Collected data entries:

+--

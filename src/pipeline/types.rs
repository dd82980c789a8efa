use std::collections::{BTreeMap, BTreeSet};
use std::fmt;
use std::path::PathBuf;

use chrono::{DateTime, Utc};
use serde::{Deserialize, Serialize};
use uuid::Uuid;

use super::params::BoundParameters;
use crate::config::{PipelineProfile, ToolDefinition};
use crate::error::PipelineError;
use crate::logging::DetailedLog;

/// One of the four stage groups of a pipeline profile.
#[derive(Debug, Clone, Copy, PartialEq, Eq, PartialOrd, Ord, Hash, Serialize, Deserialize)]
#[serde(rename_all = "lowercase")]
pub enum Stage {
    Startup,
    Pipeline,
    Final,
    RunEvery,
}

impl Stage {
    pub const ALL: [Stage; 4] = [Stage::Startup, Stage::Pipeline, Stage::Final, Stage::RunEvery];

    /// Stages a single synchronous run walks through, in order.
    pub const SCHEDULED: [Stage; 3] = [Stage::Startup, Stage::Pipeline, Stage::Final];

    pub fn as_str(&self) -> &'static str {
        match self {
            Stage::Startup => "startup",
            Stage::Pipeline => "pipeline",
            Stage::Final => "final",
            Stage::RunEvery => "runevery",
        }
    }
}

impl fmt::Display for Stage {
    fn fmt(&self, f: &mut fmt::Formatter<'_>) -> fmt::Result {
        f.write_str(self.as_str())
    }
}

/// Where the run's shared data lives.
#[derive(Debug, Clone, Default, PartialEq, Eq)]
pub enum StorageStrategy {
    /// A fresh `data_<run_id>` volume.
    #[default]
    Ephemeral,
    /// A host directory mounted in place of the volume.
    External(PathBuf),
}

/// What a run asks for, as translated from the command line.
#[derive(Debug, Clone, Default)]
pub struct RunRequest {
    pub profile: String,
    pub app_name: String,
    pub target: Option<String>,
    pub dry_run: bool,
    pub keep: bool,
    pub storage: StorageStrategy,
    pub source: Option<PathBuf>,
    pub report: Option<PathBuf>,
    pub tool_profile: Option<String>,
    /// Space separated `NAME=value` tokens.
    pub params: String,
}

/// The source side of the main `-v` mount.
#[derive(Debug, Clone, PartialEq, Eq)]
pub enum MountSource {
    Volume(String),
    HostPath(PathBuf),
}

impl fmt::Display for MountSource {
    fn fmt(&self, f: &mut fmt::Formatter<'_>) -> fmt::Result {
        match self {
            MountSource::Volume(name) => f.write_str(name),
            MountSource::HostPath(path) => write!(f, "{}", path.display()),
        }
    }
}

/// A catalog tool plus the parameters bound to it for this run.
#[derive(Debug, Clone)]
pub struct ResolvedTool {
    pub definition: ToolDefinition,
    pub params: BoundParameters,
}

/// Everything the orchestrator needs for one run. Owned by a single run
/// and dropped when it ends.
#[derive(Debug)]
pub struct RunContext {
    pub run_id: Uuid,
    pub request: RunRequest,
    /// Stage lists copied from the matched profile, overrides applied.
    pub stages: PipelineProfile,
    pub tools: BTreeMap<String, ResolvedTool>,
    pub mount: Option<MountSource>,
    /// Volume created for this run, if any.
    pub volume: Option<String>,
    /// Names of containers launched so far.
    pub launched: Vec<String>,
    pub log: DetailedLog,
}

impl RunContext {
    pub fn container_name(&self, tool: &str) -> String {
        format!("{tool}_{}", self.run_id)
    }

    pub fn volume_name(&self) -> String {
        format!("data_{}", self.run_id)
    }

    pub fn attach_log(&mut self, log: DetailedLog) {
        self.log = log;
    }

    /// Distinct images of every tool in the run.
    pub fn images(&self) -> BTreeSet<String> {
        self.tools
            .values()
            .map(|t| t.definition.image.clone())
            .collect()
    }

    /// Copy/paste commands for removing what this run left behind.
    pub fn cleanup_hints(&self, binary: &str) -> Vec<String> {
        let mut hints = Vec::new();
        if self.request.keep && !self.request.dry_run {
            hints.extend(self.launched.iter().map(|c| format!("{binary} rm {c}")));
        }
        if let Some(volume) = &self.volume {
            hints.push(format!("{binary} volume rm {volume}"));
        }
        hints
    }
}

/// Orchestrator state.
#[derive(Debug, Clone, Copy, PartialEq, Eq, Serialize, Deserialize)]
#[serde(rename_all = "lowercase")]
pub enum RunState {
    Init,
    Startup,
    Pipeline,
    Final,
    Done,
    Aborted,
}

impl RunState {
    /// State for a scheduled stage; `None` for `RunEvery`.
    pub fn for_stage(stage: Stage) -> Option<Self> {
        match stage {
            Stage::Startup => Some(RunState::Startup),
            Stage::Pipeline => Some(RunState::Pipeline),
            Stage::Final => Some(RunState::Final),
            Stage::RunEvery => None,
        }
    }
}

#[derive(Debug, Clone, Copy, PartialEq, Eq, Serialize, Deserialize)]
#[serde(rename_all = "kebab-case")]
pub enum EntryStatus {
    Launched,
    DryRun,
    Failed,
}

#[derive(Debug, Clone, PartialEq, Eq, Serialize, Deserialize)]
pub struct EntryOutcome {
    pub stage: Stage,
    pub tool: String,
    pub tool_profile: String,
    pub container: String,
    pub command: String,
    pub status: EntryStatus,
}

/// Serializable record of a finished (or aborted) run.
#[derive(Debug, Clone, Serialize, Deserialize)]
pub struct RunSummary {
    pub run_id: Uuid,
    pub profile: String,
    pub app_name: String,
    pub target: Option<String>,
    pub dry_run: bool,
    pub state: RunState,
    pub started_at: DateTime<Utc>,
    pub finished_at: DateTime<Utc>,
    pub mount: Option<String>,
    pub volume: Option<String>,
    pub containers: Vec<String>,
    pub entries: Vec<EntryOutcome>,
    pub skipped_run_every: usize,
    pub error: Option<String>,
}

/// Result of `Orchestrator::run`: the summary is produced either way.
#[derive(Debug)]
pub struct RunOutcome {
    pub summary: RunSummary,
    pub error: Option<PipelineError>,
}

impl RunOutcome {
    pub fn into_result(self) -> Result<RunSummary, PipelineError> {
        match self.error {
            Some(err) => Err(err),
            None => Ok(self.summary),
        }
    }
}
use thiserror::Error;

#[derive(Debug, Error)]
pub enum InfraError {
    #[error("io error: {0}")]
    Io(#[from] std::io::Error),
    #[error("database error: {message}")]
    Database { message: String },
    #[error("telemetry initialization failed: {0}")]
    Telemetry(String),
    #[error("configuration error: {message}")]
    Configuration { message: String },
}

impl InfraError {
    pub fn database(message: impl Into<String>) -> Self {
        Self::Database {
            message: message.into(),
        }
    }

    pub fn configuration(message: impl Into<String>) -> Self {
        Self::Configuration {
            message: message.into(),
        }
    }

    pub fn telemetry(message: impl Into<String>) -> Self {
        Self::Telemetry(message.into())
    }
}
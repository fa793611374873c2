use std::time::Instant;

use axum::{body::Body, http::Request, middleware::Next, response::Response};
use tracing::{error, warn};
use uuid::Uuid;

use crate::application::error::ErrorReport;

#[derive(Clone)]
pub struct RequestContext {
    pub request_id: String,
}

pub async fn set_request_context(mut request: Request<Body>, next: Next) -> Response {
    let request_id = Uuid::new_v4().to_string();
    let ctx = RequestContext {
        request_id: request_id.clone(),
    };
    request.extensions_mut().insert(ctx.clone());

    let mut response = next.run(request).await;
    response.extensions_mut().insert(ctx);
    response
}

pub async fn log_responses(request: Request<Body>, next: Next) -> Response {
    let method = request.method().clone();
    let uri = request.uri().clone();
    let start = Instant::now();

    let request_id = request
        .extensions()
        .get::<RequestContext>()
        .map(|ctx| ctx.request_id.clone())
        .unwrap_or_default();

    let mut response = next.run(request).await;
    let status = response.status();

    if status.is_client_error() || status.is_server_error() {
        let elapsed_ms = start.elapsed().as_millis();
        let report = response.extensions_mut().remove::<ErrorReport>();
        let (source, messages) = match report {
            Some(report) => (report.source, report.messages),
            None => ("unknown", Vec::new()),
        };
        let detail = messages
            .first()
            .cloned()
            .unwrap_or_else(|| "no diagnostic available".to_string());

        if status.is_server_error() {
            error!(
                target = "stanza::http::response",
                status = status.as_u16(),
                method = %method,
                path = %uri.path(),
                query = uri.query().unwrap_or(""),
                elapsed_ms = elapsed_ms,
                source = source,
                detail = %detail,
                chain = ?messages,
                request_id = request_id,
                "request failed",
            );
        } else {
            warn!(
                target = "stanza::http::response",
                status = status.as_u16(),
                method = %method,
                path = %uri.path(),
                query = uri.query().unwrap_or(""),
                elapsed_ms = elapsed_ms,
                source = source,
                detail = %detail,
                chain = ?messages,
                request_id = request_id,
                "client request error",
            );
        }
    }

    response
}
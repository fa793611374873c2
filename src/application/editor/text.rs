//! Entity escaping helpers shared by both conversion directions.

pub(crate) fn escape_text(input: &str) -> String {
    let mut output = String::with_capacity(input.len());
    for ch in input.chars() {
        match ch {
            '&' => output.push_str("&amp;"),
            '<' => output.push_str("&lt;"),
            '>' => output.push_str("&gt;"),
            _ => output.push(ch),
        }
    }
    output
}

pub(crate) fn escape_attr(input: &str) -> String {
    let mut output = String::with_capacity(input.len());
    for ch in input.chars() {
        match ch {
            '&' => output.push_str("&amp;"),
            '<' => output.push_str("&lt;"),
            '>' => output.push_str("&gt;"),
            '"' => output.push_str("&quot;"),
            _ => output.push(ch),
        }
    }
    output
}

/// Decode the character references [`escape_text`] and [`escape_attr`] can
/// produce, plus the apostrophe form editors commonly emit. Unknown
/// references pass through verbatim.
pub(crate) fn decode_entities(input: &str) -> String {
    let mut output = String::with_capacity(input.len());
    let mut rest = input;

    while let Some(idx) = rest.find('&') {
        output.push_str(&rest[..idx]);
        rest = &rest[idx..];

        // Longest recognized reference is 6 bytes; scan a small window so a
        // stray ampersand never swallows the rest of the chunk.
        let entity_end = rest.bytes().take(8).position(|byte| byte == b';');
        match entity_end {
            Some(end) => {
                let entity = &rest[..=end];
                match entity {
                    "&amp;" => output.push('&'),
                    "&lt;" => output.push('<'),
                    "&gt;" => output.push('>'),
                    "&quot;" => output.push('"'),
                    "&#39;" | "&apos;" => output.push('\''),
                    other => output.push_str(other),
                }
                rest = &rest[end + 1..];
            }
            None => {
                output.push('&');
                rest = &rest[1..];
            }
        }
    }

    output.push_str(rest);
    output
}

+--

#### [Prompt]
Your response should be the lines above from the first to the one containing "pub enum Stage", inclusive, each given exactly.

#### [Task response]
filename src/pipeline/types.rs
repository dd82980c789a8efa
use std::collections::{BTreeMap, BTreeSet};
use std::fmt;
use std::path::PathBuf;

use chrono::{DateTime, Utc};
use serde::{Deserialize, Serialize};
use uuid::Uuid;

use super::params::BoundParameters;
use crate::config::{PipelineProfile, ToolDefinition};
use crate::error::PipelineError;
use crate::logging::DetailedLog;

/// One of the four stage groups of a pipeline profile.
#[derive(Debug, Clone, Copy, PartialEq, Eq, PartialOrd, Ord, Hash, Serialize, Deserialize)]
#[serde(rename_all = "lowercase")]
pub enum Stage {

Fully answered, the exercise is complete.